- _Work to complete_
Filter the entries for the word "RefCell". Copy each line in which it occurs.

*** Source data ***

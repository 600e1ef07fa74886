//! Opt-in wall-clock timing of pipeline phases.
//!
//! Phases (`read`, `build`, `betweenness`, ...) are wrapped in [`timed`].
//! Nothing is recorded unless collection was switched on with
//! [`set_timing_enabled`]; the CLI does that for `--timing` or
//! `PLEXUS_TIMING=1`.

use std::cell::RefCell;
use std::sync::atomic::{AtomicBool, Ordering};
use std::time::{Duration, Instant};

use serde_json::json;

/// Timings for every phase recorded on this thread, in first-seen order.
#[derive(Debug, Clone, PartialEq, Eq)]
pub struct TimingReport {
    pub phases: Vec<PhaseTiming>,
}

/// Aggregate for one named phase.
#[derive(Debug, Clone, PartialEq, Eq)]
pub struct PhaseTiming {
    pub name: String,
    pub count: usize,
    pub total: Duration,
    pub max: Duration,
}

thread_local! {
    static SAMPLES: RefCell<Vec<(String, Duration)>> = const { RefCell::new(Vec::new()) };
}

static TIMING_ENABLED: AtomicBool = AtomicBool::new(false);

/// Returns true when `PLEXUS_TIMING` is `1`, `true`, `yes`, or `on`.
#[must_use]
pub fn timing_enabled_from_env() -> bool {
    std::env::var("PLEXUS_TIMING")
        .ok()
        .is_some_and(|value| is_truthy(&value))
}

/// Enable or disable collection. Disabling drops recorded samples.
pub fn set_timing_enabled(enabled: bool) {
    TIMING_ENABLED.store(enabled, Ordering::Relaxed);
    if !enabled {
        clear_timings();
    }
}

#[must_use]
pub fn is_timing_enabled() -> bool {
    TIMING_ENABLED.load(Ordering::Relaxed)
}

/// Drop every sample recorded on the current thread.
pub fn clear_timings() {
    SAMPLES.with(|samples| samples.borrow_mut().clear());
}

/// Run `f`, recording its duration under `name` when collection is on.
pub fn timed<R>(name: &str, f: impl FnOnce() -> R) -> R {
    if !is_timing_enabled() {
        return f();
    }

    let started = Instant::now();
    let result = f();
    let elapsed = started.elapsed();
    SAMPLES.with(|samples| samples.borrow_mut().push((name.to_string(), elapsed)));
    result
}

/// Drain this thread's samples into a report.
#[must_use]
pub fn collect_report() -> TimingReport {
    let samples = SAMPLES.with(|samples| std::mem::take(&mut *samples.borrow_mut()));

    let mut phases: Vec<PhaseTiming> = Vec::new();
    for (name, elapsed) in samples {
        if let Some(phase) = phases.iter_mut().find(|p| p.name == name) {
            phase.count += 1;
            phase.total += elapsed;
            phase.max = phase.max.max(elapsed);
        } else {
            phases.push(PhaseTiming {
                name,
                count: 1,
                total: elapsed,
                max: elapsed,
            });
        }
    }

    TimingReport { phases }
}

impl TimingReport {
    #[must_use]
    pub fn is_empty(&self) -> bool {
        self.phases.is_empty()
    }

    /// Sum of all phase totals.
    #[must_use]
    pub fn total(&self) -> Duration {
        self.phases.iter().map(|p| p.total).sum()
    }

    #[must_use]
    pub fn to_json(&self) -> serde_json::Value {
        let phases = self
            .phases
            .iter()
            .map(|p| {
                json!({
                    "name": p.name,
                    "count": p.count,
                    "total_us": p.total.as_micros(),
                    "max_us": p.max.as_micros(),
                })
            })
            .collect::<Vec<_>>();

        json!({ "phases": phases, "total_us": self.total().as_micros() })
    }

    /// Render as a small table for stderr.
    #[must_use]
    pub fn display_table(&self) -> String {
        if self.phases.is_empty() {
            return "No timing samples recorded.".to_string();
        }

        let mut out = String::new();
        out.push_str("phase              count      total        max\n");
        out.push_str("------------------------------------------------\n");
        for p in &self.phases {
            out.push_str(&format!(
                "{:<18} {:>5} {:>10} {:>10}\n",
                p.name,
                p.count,
                format_duration(p.total),
                format_duration(p.max)
            ));
        }
        out.push_str(&format!("{:<18} {:>5} {:>10}\n", "total", "", format_duration(self.total())));
        out
    }
}

fn format_duration(duration: Duration) -> String {
    let micros = duration.as_micros();
    if micros >= 1_000_000 {
        format!("{}.{:03}s", micros / 1_000_000, (micros % 1_000_000) / 1_000)
    } else if micros >= 1_000 {
        format!("{}.{:03}ms", micros / 1_000, micros % 1_000)
    } else {
        format!("{micros}us")
    }
}

fn is_truthy(value: &str) -> bool {
    matches!(
        value.trim().to_ascii_lowercase().as_str(),
        "1" | "true" | "yes" | "on"
    )
}

#[cfg(test)]
mod tests {
    use super::*;

    #[test]
    fn truthy_values() {
        for v in ["1", "true", "YES", " on "] {
            assert!(is_truthy(v), "{v}");
        }
        for v in ["0", "false", "", "maybe"] {
            assert!(!is_truthy(v), "{v}");
        }
    }

    #[test]
    fn duration_formatting() {
        assert_eq!(format_duration(Duration::from_micros(42)), "42us");
        assert_eq!(format_duration(Duration::from_micros(1_250)), "1.250ms");
        assert_eq!(format_duration(Duration::from_millis(2_005)), "2.005s");
    }

    #[test]
    fn timed_groups_by_phase_in_first_seen_order() {
        set_timing_enabled(true);
        clear_timings();

        let value = timed("build", || 7);
        timed("betweenness", || ());
        timed("build", || ());
        assert_eq!(value, 7);

        let report = collect_report();
        let names: Vec<&str> = report.phases.iter().map(|p| p.name.as_str()).collect();
        assert_eq!(names, vec!["build", "betweenness"]);
        assert_eq!(report.phases[0].count, 2);
        assert!(report.phases[0].max <= report.phases[0].total);

        let json = report.to_json();
        assert_eq!(json["phases"].as_array().map(Vec::len), Some(2));
        assert!(report.display_table().contains("betweenness"));

        assert!(collect_report().is_empty(), "collect drains samples");
        set_timing_enabled(false);
    }
}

***

- _Exercise result_
use std::cell::RefCell;
    static SAMPLES: RefCell<Vec<(String, Duration)>> = const { RefCell::new(Vec::new()) };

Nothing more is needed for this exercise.